Djibouti is at high risk of debt distress, says the International Monetary Fund (IMF).
“Djibouti continues to be at high risk of debt distress, as all debt sustainability indicators are above their thresholds for a prolonged period,” IMF said today in its press statement.
“To achieve their development goals, the authorities have launched a large-scale investment program financed by external debt, which has raised public external debt from 50 to 85 percent of GDP in two years. Much of the debt consists of government-guaranteed public enterprise debt,” it said.
Djibouti is expanding its transportation and utilities infrastructure to leverage its strategic location as a shipping hub and host to military bases. A small state in the arid Horn of Africa, neighboring land-locked Ethiopia,
Djibouti largely depends on its deep-water harbor. The authorities’ development strategy, Vision Djibouti 2035, aims at transforming the country into a middle-income economy and a logistics and commercial hub for the whole of East Africa.
Growth is estimated to have reached 6.5 percent in 2016, driven by major public sector projects, in particular the railroad to Ethiopia, the construction of several new ports and a water pipeline from Ethiopia. Inflation rose to 3 percent on average in 2016, reflecting mainly increased food and service prices.
Despite remarkable growth, poverty and unemployment remain high and widespread. About 41 percent of the population is poor, 23 percent live in extreme poverty, and the unemployment rate reaches 39 percent. Thus far, the large investment projects have had a limited impact on jobs as they employ high-skilled, often foreign, labor.
The central government budget—which under the authorities’ definition does not include two large investment projects, the water pipeline and railroad, undertaken by public enterprises—aimed at a small deficit of 0.4 percent of GDP in 2016. Including the two projects, the overall fiscal deficit is estimated at 16 percent of GDP, down from 22 percent in 2015.
The current account deficit remained large at 29 percent of GDP, financed mainly by borrowing and foreign direct investment. The currency board’s coverage is comfortable, with the ratio of reserves-to-base money estimated at 109 percent in 2016 while official international reserves reached 3.4 months of imports.

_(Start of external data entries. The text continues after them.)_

use crate::errors::{AppError, AppResult};
use rusqlite::{Connection, OptionalExtension};

/// A schema step, applied once and recorded in the `log` table as
/// `migration_applied` with the version as target.
struct Migration {
    version: &'static str,
    description: &'static str,
    sql: &'static str,
}

const MIGRATIONS: &[Migration] = &[
    Migration {
        version: "20250901_0001_create_core_tables",
        description: "Created clients, budgets, transactions, cards, installments, investments, projects and reservations tables",
        sql: r#"
        CREATE TABLE IF NOT EXISTS clients (
            id          INTEGER PRIMARY KEY AUTOINCREMENT,
            user_id     TEXT NOT NULL,
            name        TEXT NOT NULL,
            email       TEXT NOT NULL,
            phone       TEXT,
            document    TEXT,
            address     TEXT,
            created_at  TEXT NOT NULL,
            updated_at  TEXT NOT NULL
        );

        CREATE TABLE IF NOT EXISTS budgets (
            id           INTEGER PRIMARY KEY AUTOINCREMENT,
            user_id      TEXT NOT NULL,
            client_id    INTEGER REFERENCES clients(id) ON DELETE SET NULL,
            title        TEXT NOT NULL,
            description  TEXT,
            amount       REAL NOT NULL DEFAULT 0,
            status       TEXT NOT NULL DEFAULT 'pending'
                         CHECK(status IN ('pending','approved','rejected','completed')),
            valid_until  TEXT,
            created_at   TEXT NOT NULL,
            updated_at   TEXT NOT NULL
        );

        CREATE TABLE IF NOT EXISTS cards (
            id           INTEGER PRIMARY KEY AUTOINCREMENT,
            user_id      TEXT NOT NULL,
            name         TEXT NOT NULL,
            last_digits  TEXT NOT NULL,
            brand        TEXT NOT NULL DEFAULT 'other'
                         CHECK(brand IN ('visa','mastercard','elo','amex','other')),
            card_limit   REAL NOT NULL DEFAULT 0,
            closing_day  INTEGER NOT NULL CHECK(closing_day BETWEEN 1 AND 31),
            due_day      INTEGER NOT NULL CHECK(due_day BETWEEN 1 AND 31),
            created_at   TEXT NOT NULL
        );

        CREATE TABLE IF NOT EXISTS transactions (
            id              INTEGER PRIMARY KEY AUTOINCREMENT,
            user_id         TEXT NOT NULL,
            type            TEXT NOT NULL CHECK(type IN ('income','expense')),
            category        TEXT NOT NULL,
            description     TEXT NOT NULL,
            amount          REAL NOT NULL,
            date            TEXT NOT NULL,
            payment_method  TEXT,
            card_id         INTEGER REFERENCES cards(id) ON DELETE SET NULL,
            status          TEXT NOT NULL DEFAULT 'completed'
                            CHECK(status IN ('pending','completed','cancelled')),
            created_at      TEXT NOT NULL
        );

        CREATE TABLE IF NOT EXISTS installments (
            id                 INTEGER PRIMARY KEY AUTOINCREMENT,
            user_id            TEXT NOT NULL,
            description        TEXT NOT NULL,
            total_amount       REAL NOT NULL,
            installments       INTEGER NOT NULL CHECK(installments >= 1),
            installment_value  REAL NOT NULL,
            start_date         TEXT NOT NULL,
            created_at         TEXT NOT NULL
        );

        CREATE TABLE IF NOT EXISTS investments (
            id               INTEGER PRIMARY KEY AUTOINCREMENT,
            user_id          TEXT NOT NULL,
            name             TEXT NOT NULL,
            type             TEXT NOT NULL DEFAULT 'other'
                             CHECK(type IN ('fixed_income','stocks','funds','crypto','other')),
            initial_amount   REAL NOT NULL,
            current_amount   REAL NOT NULL,
            expected_return  REAL NOT NULL DEFAULT 0,
            start_date       TEXT NOT NULL,
            created_at       TEXT NOT NULL
        );

        CREATE TABLE IF NOT EXISTS projects (
            id           INTEGER PRIMARY KEY AUTOINCREMENT,
            user_id      TEXT NOT NULL,
            client_id    INTEGER REFERENCES clients(id) ON DELETE SET NULL,
            name         TEXT NOT NULL,
            description  TEXT,
            status       TEXT NOT NULL DEFAULT 'planning'
                         CHECK(status IN ('planning','in_progress','completed','on_hold','cancelled')),
            budget       REAL,
            start_date   TEXT,
            end_date     TEXT,
            created_at   TEXT NOT NULL,
            updated_at   TEXT NOT NULL
        );

        CREATE TABLE IF NOT EXISTS reservations (
            id           INTEGER PRIMARY KEY AUTOINCREMENT,
            user_id      TEXT NOT NULL,
            client_id    INTEGER REFERENCES clients(id) ON DELETE SET NULL,
            title        TEXT NOT NULL,
            description  TEXT,
            date         TEXT NOT NULL,
            start_time   TEXT NOT NULL,
            end_time     TEXT,
            status       TEXT NOT NULL DEFAULT 'scheduled'
                         CHECK(status IN ('scheduled','confirmed','completed','cancelled')),
            location     TEXT,
            created_at   TEXT NOT NULL,
            updated_at   TEXT NOT NULL
        );
        "#,
    },
    Migration {
        version: "20250901_0002_user_scoped_indexes",
        description: "Added per-user indexes for date-ordered listings",
        sql: r#"
        CREATE INDEX IF NOT EXISTS idx_reservations_user_date ON reservations(user_id, date, start_time);
        CREATE INDEX IF NOT EXISTS idx_transactions_user_date ON transactions(user_id, date);
        CREATE INDEX IF NOT EXISTS idx_clients_user ON clients(user_id);
        CREATE INDEX IF NOT EXISTS idx_budgets_user ON budgets(user_id);
        CREATE INDEX IF NOT EXISTS idx_projects_user ON projects(user_id);
        "#,
    },
    Migration {
        version: "20250915_0003_log_user_id",
        description: "Added user_id to the log table (NULL for database-wide events)",
        sql: r#"
        ALTER TABLE log ADD COLUMN user_id TEXT;
        CREATE INDEX IF NOT EXISTS idx_log_user ON log(user_id);
        "#,
    },
];

/// Ensure that the `log` table exists with the modern schema.
fn ensure_log_table(conn: &Connection) -> rusqlite::Result<()> {
    conn.execute_batch(
        r#"
        CREATE TABLE IF NOT EXISTS log (
            id        INTEGER PRIMARY KEY AUTOINCREMENT,
            date      TEXT NOT NULL,
            operation TEXT NOT NULL,
            target    TEXT DEFAULT '',
            message   TEXT NOT NULL
        );
        "#,
    )?;
    Ok(())
}

fn is_applied(conn: &Connection, version: &str) -> rusqlite::Result<bool> {
    let mut chk = conn.prepare(
        "SELECT 1 FROM log
         WHERE operation = 'migration_applied' AND target = ?1
         LIMIT 1",
    )?;
    Ok(chk.query_row([version], |_| Ok(())).optional()?.is_some())
}

fn apply(conn: &Connection, m: &Migration) -> AppResult<()> {
    let script = format!(
        "BEGIN;\n{}\nINSERT INTO log (date, operation, target, message)
         VALUES (datetime('now'), 'migration_applied', '{}', '{}');\nCOMMIT;",
        m.sql,
        m.version,
        m.description.replace('\'', "''"),
    );

    if let Err(e) = conn.execute_batch(&script) {
        let _ = conn.execute_batch("ROLLBACK;");
        return Err(AppError::Migration(format!("{}: {}", m.version, e)));
    }

    Ok(())
}

/// Versions not yet recorded in the `log` table.
pub fn pending_migrations(conn: &Connection) -> AppResult<Vec<&'static str>> {
    ensure_log_table(conn)?;

    let mut out = Vec::new();
    for m in MIGRATIONS {
        if !is_applied(conn, m.version)? {
            out.push(m.version);
        }
    }
    Ok(out)
}

/// Public entry point: run all pending migrations.
///
/// Silent: returns "version → description" for each step applied, and
/// `init` / `db --migrate` print them.
pub fn run_pending_migrations(conn: &Connection) -> AppResult<Vec<String>> {
    ensure_log_table(conn)?;

    let mut applied = Vec::new();
    for m in MIGRATIONS {
        if !is_applied(conn, m.version)? {
            apply(conn, m)?;
            applied.push(format!("{} → {}", m.version, m.description));
        }
    }

    Ok(applied)
}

Performance of the banking sector remained weak and financial inclusion limited despite recent efforts. The financial sector is characterized by a high level of nonperforming loans, high credit concentration, and low profitability, and remains vulnerable to adverse shocks.
Executive Board Assessment
Executive Directors noted that while the ambitious increase in infrastructure investment, mostly debt-financed, contributes to a broadly favorable outlook for Djibouti, it also elevates fiscal and debt vulnerabilities.
Directors encouraged the authorities to press ahead with critical reforms aimed at translating this investment into strong, inclusive, and job-creating growth and returning debt to a sustainable trajectory.
Key policy priorities include strengthened debt policy and management, tax reform, and structural reforms to improve the efficiency and governance of public enterprises, and to strengthen the business climate.
Directors emphasized the importance of developing a coordinated strategy aimed at establishing debt sustainability, given Djibouti’s high risk of debt distress. They encouraged the authorities to adopt a public debt law and set an explicit debt anchor, such as public debt-to-GDP ratio along with a debt path, to ensure sustainability.
Directors underscored the need to reduce the pace of government borrowing and avoid borrowing on non-concessional terms, including by public enterprises. They encouraged the authorities to minimize their direct financial participation in PPPs and avoid explicit guarantees and implicit contingent budget liabilities.
Directors called for strengthening debt management capacity, coordination of institutions involved in contracting debt, and capacity to evaluate PPP-related fiscal risks, as well as staying current on all debt service obligations.
Directors called for further tax reforms to mobilize revenues and reduce wide-ranging exemptions and special regimes.
They urged the authorities to launch a comprehensive review of tax expenditures, exemptions, and special tax regimes with a view to reducing them. This would help broaden the tax base and increase government revenue while generating space for debt service and priority social spending.
Directors urged the authorities to accelerate the implementation of structural reforms to support broad-based, inclusive, and private-sector-led growth. Reforms of public enterprises should seek to enhance their efficiency, strengthen governance, improve their capacity to manage investment projects, and open public monopolies to competition.
Directors also called for reforms to improve the business climate, strengthen competition, address the distributional dimension of growth, and support private sector development. Investments in human capital and education were also encouraged.
Directors encouraged the authorities to continue focusing monetary and financial policies on banking and external stability as well as financial inclusion.
They called on the Central Bank of Djibouti to strengthen risk-based bank supervision, reduce credit concentration, better enforce prudential ratios, introduce a minimum reserve requirement and bank resolution mechanisms, and strengthen the AML-CFT framework.
Directors observed that the currency board arrangement has served Djibouti well, including by instilling confidence and improving predictability in international transactions, and should be maintained at an unchanged parity.
They noted that while the exchange rate may be somewhat overvalued in real effective terms, the extent is subject to considerable uncertainty. They called on the authorities to strengthen competitiveness through structural reforms.